fn panic_message(payload: &(dyn std::any::Any + Send)) -> String {
    if let Some(message) = payload.downcast_ref::<&str>() {
        (*message).to_string()
    } else if let Some(message) = payload.downcast_ref::<String>() {
        message.clone()
    } else {
        "unexpected internal error".to_string()
    }
}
○ ○ ○ ○ ○ ○ ○
■ Directions:
Output only the lines from the one that contains "else if let" through the final line of the records, exactly as given.

■ Your response:
    } else if let Some(message) = payload.downcast_ref::<String>() {
        message.clone()
    } else {
        "unexpected internal error".to_string()
    }
}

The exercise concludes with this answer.